Las discusiones de Groys no son solamente estéticas; es más: propone desarrollar una especie de “antiestética” e incluso prescindir sin más de esa palabra y sustituirla por “poética” no en un sentido normativo, sino etimológico: la “producción” que está en la raíz griega de poiesis reflejaría más acertadamente según él la orientación a la producción del panorama contemporáneo.
La figura del curador no es ajena a esta cuestión. Por el contrario, podría entenderse que su función se generalizó más allá del coto del arte en la medida en que cada uno devino en curador de sí mismo. “Incluso los artistas se producen a sí mismos -confirma el alemán-. No hay ya demasiada diferencia entre artista y curador. El artista puede producir también una instalación, y eso significa que actúa como un curador. Pero el artista puede vender las obras de arte en el mercado del arte, y un curador no puede vender una muestra privadamente de esa misma manera. De modo que aquí, una vez más, la diferencia es económica: un artista exitoso puede ganar más dinero que un curador exitoso. Y el artista no necesita la posición institucional que necesita el curador.”
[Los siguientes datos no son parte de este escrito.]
// ── Command intents ──

use chrono::{DateTime, Utc};
use uuid::Uuid;

use super::device_id::DeviceId;
use super::{Coordinates, DoorAction};

/// A user's request to move one door, from trigger until acknowledgement.
///
/// Never persisted. `id` exists only to correlate log lines across the
/// state machine, the dispatcher and both send paths.
#[derive(Debug, Clone, PartialEq)]
pub struct CommandIntent {
    pub id: Uuid,
    pub device_id: DeviceId,
    pub action: DoorAction,
    pub issued_at: DateTime<Utc>,
    pub location_proof: Option<Coordinates>,
}

impl CommandIntent {
    pub fn new(device_id: DeviceId, action: DoorAction) -> Self {
        Self {
            id: Uuid::new_v4(),
            device_id,
            action,
            issued_at: Utc::now(),
            location_proof: None,
        }
    }
}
LA DESTRUCCIÓN DE LA GRAMÁTICA
En el diseño de sí mismo que parece típico de esta época, Facebook y Twitter cumplen una función decisiva: en ellas los individuos se moldean a sí mismos. Ambas redes cumplen además las ilusiones de la neovanguardia de la década de 1960, en el sentido justamente en que las planteaba Beuys. “En este punto no hay grandes diferencias entre Facebook, Twitter e Instagram: los personajes públicos usan todos esos medios de diseño de sí. Es verdad que Facebook y las otras redes sociales cumplieron esos sueños neovanguardistas. Borraron los límites tradicionales entre lo privado y lo público, entre el arte y la vida cotidiana. Pero, como siempre pasa, la efectivización de los sueños es su traición, el cumplimiento de una utopía es distópico. La neovanguardia de los sesenta intentó escapar del control institucional, político y social. Y las redes sociales contemporáneas son la encarnación de ese control, lugar de supervivencia política y comercial.”
Las utopías pueden cumplirse de la peor manera también en el territorio aparentemente neutral, que todo lo iguala, de Google. En Crepúsculo de los ídolos, Friedrich Nietzsche había insistido una vez más en su tópico favorito de la “muerte de Dios”, pero señalaba también: “Temo que no vamos a desembarazarnos de Dios porque continuamos creyendo en la gramática”. Para Groys, esa fe que resistía en la gramática encontró su final. “Google es una enorme maquinaria creada para destruir la gramática, y lo hace de modo muy eficiente -explica-. Define la pregunta legítima como una pregunta acerca del sentido de una sola palabra.”
A partir de ahí, el buscador identifica la respuesta legítima a esa pregunta como un dispositivo de todos los contextos en los que esa palabra aparece. “Opera mediante palabras liberadas de la sujeción a las reglas usuales del lenguaje: la gramática. Google me recuerda la práctica medieval de hacer un compendio de opiniones de los antiguos sobre algunos temas determinados: lo que pensaban sobre las plantas, los pájaros, las estrellas. Definimos esa época como oscurantismo. El Renacimiento inició el hábito de leer completos los textos de los antiguos. Ahora vivimos en un nuevo oscurantismo, el de Google.”